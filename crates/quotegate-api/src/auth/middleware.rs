// Authentication gate and extractors
// Decision: Accept either a logged-in browser session or the shared secret in X-API-Key
// Decision: Session wins when both are present; neither means 401, never a redirect

use std::sync::Arc;

use axum::{
    extract::{FromRef, FromRequestParts},
    http::{request::Parts, StatusCode},
    response::{IntoResponse, Response},
    Json,
};
use axum_extra::extract::CookieJar;
use serde::Serialize;

use super::{
    api_key::{SharedSecret, API_KEY_HEADER},
    config::AuthConfig,
    oauth::IdentityProvider,
    session::{SessionCodec, SessionData},
};

/// Authentication error
#[derive(Debug, Clone, Serialize)]
pub struct AuthError {
    pub error: String,
    #[serde(skip)]
    pub status: StatusCode,
}

impl AuthError {
    pub fn unauthorized(message: &str) -> Self {
        Self {
            error: message.to_string(),
            status: StatusCode::UNAUTHORIZED,
        }
    }
}

impl IntoResponse for AuthError {
    fn into_response(self) -> Response {
        (self.status, Json(self)).into_response()
    }
}

/// Authentication method used
#[derive(Debug, Clone, Copy, PartialEq, Eq)]
pub enum AuthMethod {
    /// Browser session established through OAuth login
    Session,
    /// Shared secret in the X-API-Key header
    ApiKey,
}

/// Caller that passed the gate
#[derive(Debug, Clone)]
pub struct Authenticated {
    pub method: AuthMethod,
    /// Known only for session callers
    pub email: Option<String>,
}

/// Decide whether a request may reach a protected handler.
///
/// Authorized when the session holds a non-empty user token, or when a
/// secret is configured and the presented key equals it.
pub fn is_authorized(
    session: &SessionData,
    presented_key: &str,
    secret: Option<&SharedSecret>,
) -> bool {
    session.has_user_token() || secret.is_some_and(|secret| secret.matches(presented_key))
}

/// Auth state shared across routes
#[derive(Clone)]
pub struct AuthState {
    pub config: Arc<AuthConfig>,
    pub sessions: SessionCodec,
    /// Identity provider for browser login; `None` disables /login
    pub identity: Option<Arc<dyn IdentityProvider>>,
}

impl AuthState {
    pub fn new(config: AuthConfig, identity: Option<Arc<dyn IdentityProvider>>) -> Self {
        let sessions = SessionCodec::new(&config.session);
        Self {
            config: Arc::new(config),
            sessions,
            identity,
        }
    }
}

/// Extractor for an authorized caller.
/// Rejects with 401 `{"error": "Authentication required"}`.
#[axum::async_trait]
impl<S> FromRequestParts<S> for Authenticated
where
    S: Send + Sync,
    AuthState: FromRef<S>,
{
    type Rejection = AuthError;

    async fn from_request_parts(parts: &mut Parts, state: &S) -> Result<Self, Self::Rejection> {
        let auth_state = AuthState::from_ref(state);
        authenticate(parts, &auth_state)
    }
}

fn authenticate(parts: &Parts, auth_state: &AuthState) -> Result<Authenticated, AuthError> {
    let jar = CookieJar::from_headers(&parts.headers);
    let session = auth_state.sessions.load(&jar);

    // Non-UTF8 header values count as an absent key
    let presented_key = parts
        .headers
        .get(API_KEY_HEADER)
        .and_then(|value| value.to_str().ok())
        .unwrap_or_default();

    if !is_authorized(&session, presented_key, auth_state.config.api_key.as_ref()) {
        tracing::debug!(
            has_key = !presented_key.is_empty(),
            "Rejecting unauthenticated request to {}",
            parts.uri.path()
        );
        return Err(AuthError::unauthorized("Authentication required"));
    }

    if session.has_user_token() {
        Ok(Authenticated {
            method: AuthMethod::Session,
            email: session.user_email,
        })
    } else {
        Ok(Authenticated {
            method: AuthMethod::ApiKey,
            email: None,
        })
    }
}

#[cfg(test)]
mod tests {
    use super::*;
    use axum::http::{header, Request};

    fn secret() -> SharedSecret {
        SharedSecret::new("s3cret").unwrap()
    }

    fn logged_in() -> SessionData {
        SessionData {
            user_token: Some("ya29.token".to_string()),
            user_email: Some("user@example.com".to_string()),
            ..Default::default()
        }
    }

    fn state_with_key() -> AuthState {
        AuthState::new(
            AuthConfig {
                api_key: Some(secret()),
                ..Default::default()
            },
            None,
        )
    }

    fn parts(request: Request<()>) -> Parts {
        request.into_parts().0
    }

    #[test]
    fn test_is_authorized_truth_table() {
        let secret = secret();
        let anonymous = SessionData::default();

        assert!(is_authorized(&logged_in(), "", Some(&secret)));
        assert!(is_authorized(&logged_in(), "wrong", None));
        assert!(is_authorized(&anonymous, "s3cret", Some(&secret)));

        assert!(!is_authorized(&anonymous, "", Some(&secret)));
        assert!(!is_authorized(&anonymous, "wrong", Some(&secret)));
        assert!(!is_authorized(&anonymous, "s3cret", None));
        assert!(!is_authorized(&anonymous, "", None));
    }

    #[test]
    fn test_empty_user_token_is_not_a_session() {
        let session = SessionData {
            user_token: Some(String::new()),
            ..Default::default()
        };
        assert!(!is_authorized(&session, "", Some(&secret())));
    }

    #[test]
    fn test_authenticate_with_api_key() {
        let state = state_with_key();
        let parts = parts(
            Request::get("/quote/AAPL")
                .header("X-API-Key", "s3cret")
                .body(())
                .unwrap(),
        );

        let caller = authenticate(&parts, &state).unwrap();
        assert_eq!(caller.method, AuthMethod::ApiKey);
        assert_eq!(caller.email, None);
    }

    #[test]
    fn test_authenticate_with_session_cookie() {
        let state = state_with_key();
        let token = state.sessions.encode(&logged_in()).unwrap();
        let parts = parts(
            Request::get("/quote/AAPL")
                .header(header::COOKIE, format!("session={}", token))
                .header("X-API-Key", "wrong")
                .body(())
                .unwrap(),
        );

        let caller = authenticate(&parts, &state).unwrap();
        assert_eq!(caller.method, AuthMethod::Session);
        assert_eq!(caller.email.as_deref(), Some("user@example.com"));
    }

    #[test]
    fn test_authenticate_rejects_missing_credentials() {
        let state = state_with_key();
        let parts = parts(Request::get("/quote/AAPL").body(()).unwrap());

        let err = authenticate(&parts, &state).unwrap_err();
        assert_eq!(err.status, StatusCode::UNAUTHORIZED);
        assert_eq!(err.error, "Authentication required");
    }

    #[test]
    fn test_authenticate_rejects_forged_cookie() {
        let state = state_with_key();
        let forged = SessionCodec::new(&Default::default())
            .encode(&logged_in())
            .unwrap();
        let parts = parts(
            Request::get("/quote/AAPL")
                .header(header::COOKIE, format!("session={}", forged))
                .body(())
                .unwrap(),
        );

        assert!(authenticate(&parts, &state).is_err());
    }
}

····················

_The problem_
Please reproduce exactly the lines above, beginning with the first and ending with the line that contains "fn into_response(self) ->", and include nothing outside that range.

_Result below_
filename crates/quotegate-api/src/auth/middleware.rs
// Authentication gate and extractors
// Decision: Accept either a logged-in browser session or the shared secret in X-API-Key
// Decision: Session wins when both are present; neither means 401, never a redirect

use std::sync::Arc;

use axum::{
    extract::{FromRef, FromRequestParts},
    http::{request::Parts, StatusCode},
    response::{IntoResponse, Response},
    Json,
};
use axum_extra::extract::CookieJar;
use serde::Serialize;

use super::{
    api_key::{SharedSecret, API_KEY_HEADER},
    config::AuthConfig,
    oauth::IdentityProvider,
    session::{SessionCodec, SessionData},
};

/// Authentication error
#[derive(Debug, Clone, Serialize)]
pub struct AuthError {
    pub error: String,
    #[serde(skip)]
    pub status: StatusCode,
}

impl AuthError {
    pub fn unauthorized(message: &str) -> Self {
        Self {
            error: message.to_string(),
            status: StatusCode::UNAUTHORIZED,
        }
    }
}

impl IntoResponse for AuthError {
    fn into_response(self) -> Response {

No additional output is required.